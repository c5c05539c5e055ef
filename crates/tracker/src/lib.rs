//! The peg-in registration core: federation assembly, the liquidity and
//! collateral guard, the per-quote registration state machine and the
//! manager that drives it, plus the quote service the serving layer calls
//! into.
//!
//! Everything here takes its collaborators by constructor injection;
//! there is no ambient global state.

pub mod errors;
pub mod executor;
pub mod federation;
pub mod guard;
pub mod machine;
pub mod manager;
pub mod persister;
pub mod service;

pub use executor::RegistrationExecutor;
pub use federation::{assemble, FederationAssemblyError, FederationExt};
pub use guard::{GuardErr, LiquidityGuard};
pub use machine::{
    FailureReason, RegistrationDuty, RegistrationEvent, RegistrationSM, RegistrationState,
    TransitionErr,
};
pub use manager::{ManagerHandle, RegistrationManager};
pub use service::{AcceptQuoteErr, QuoteService, QuoteStatusView};
//! Error types for the registration core.

use bridge_lp_db::DbError;
use thiserror::Error;

use crate::machine::TransitionErr;

/// Unified error type for everything that can go wrong while the manager
/// routes an event through a registration state machine.
#[derive(Debug, Error)]
pub enum ManagerErr {
    /// The store rejected a read or write.
    #[error("database error: {0}")]
    Db(#[from] DbError),

    /// The state machine rejected the event for its current state.
    #[error("state machine rejected event: {0}")]
    Transition(#[from] TransitionErr),
}
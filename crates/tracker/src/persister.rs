//! Commits registration state machine snapshots to the store.

use std::sync::Arc;

use bridge_lp_db::{DbResult, RegistrationDb};
use tracing::debug;

use crate::machine::RegistrationSM;

/// Persists the flattened state of a [`RegistrationSM`] after every
/// transition, so that polling can resume across restarts without ever
/// re-submitting.
#[derive(Clone)]
pub struct RegistrationPersister {
    db: Arc<dyn RegistrationDb>,
}

impl RegistrationPersister {
    /// Wraps the registration store.
    pub fn new(db: Arc<dyn RegistrationDb>) -> Self {
        Self { db }
    }

    /// Writes the machine's current status under its hash.
    pub async fn commit(&self, machine: &RegistrationSM) -> DbResult<()> {
        let status = machine.status();
        debug!(hash = %machine.hash(), state = %status.state, "committing registration state");
        self.db.upsert_status(machine.hash(), &status).await
    }
}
──────
TASK GOAL. Keeping each word as it stands, transcribe every entry.

SOLUTION.
repository c5c05539c5e055ef
filename crates/tracker/src/lib.rs
//! The peg-in registration core: federation assembly, the liquidity and
//! collateral guard, the per-quote registration state machine and the
//! manager that drives it, plus the quote service the serving layer calls
//! into.
//!
//! Everything here takes its collaborators by constructor injection;
//! there is no ambient global state.

pub mod errors;
pub mod executor;
pub mod federation;
pub mod guard;
pub mod machine;
pub mod manager;
pub mod persister;
pub mod service;

pub use executor::RegistrationExecutor;
pub use federation::{assemble, FederationAssemblyError, FederationExt};
pub use guard::{GuardErr, LiquidityGuard};
pub use machine::{
    FailureReason, RegistrationDuty, RegistrationEvent, RegistrationSM, RegistrationState,
    TransitionErr,
};
pub use manager::{ManagerHandle, RegistrationManager};
pub use service::{AcceptQuoteErr, QuoteService, QuoteStatusView};
//! Error types for the registration core.

use bridge_lp_db::DbError;
use thiserror::Error;

use crate::machine::TransitionErr;

/// Unified error type for everything that can go wrong while the manager
/// routes an event through a registration state machine.
#[derive(Debug, Error)]
pub enum ManagerErr {
    /// The store rejected a read or write.
    #[error("database error: {0}")]
    Db(#[from] DbError),

    /// The state machine rejected the event for its current state.
    #[error("state machine rejected event: {0}")]
    Transition(#[from] TransitionErr),
}
filename crates/tracker/src/persister.rs
//! Commits registration state machine snapshots to the store.

use std::sync::Arc;

use bridge_lp_db::{DbResult, RegistrationDb};
use tracing::debug;

use crate::machine::RegistrationSM;

/// Persists the flattened state of a [`RegistrationSM`] after every
/// transition, so that polling can resume across restarts without ever
/// re-submitting.
#[derive(Clone)]
pub struct RegistrationPersister {
    db: Arc<dyn RegistrationDb>,
}

impl RegistrationPersister {
    /// Wraps the registration store.
    pub fn new(db: Arc<dyn RegistrationDb>) -> Self {
        Self { db }
    }

    /// Writes the machine's current status under its hash.
    pub async fn commit(&self, machine: &RegistrationSM) -> DbResult<()> {
        let status = machine.status();
        debug!(hash = %machine.hash(), state = %status.state, "committing registration state");
        self.db.upsert_status(machine.hash(), &status).await
    }
}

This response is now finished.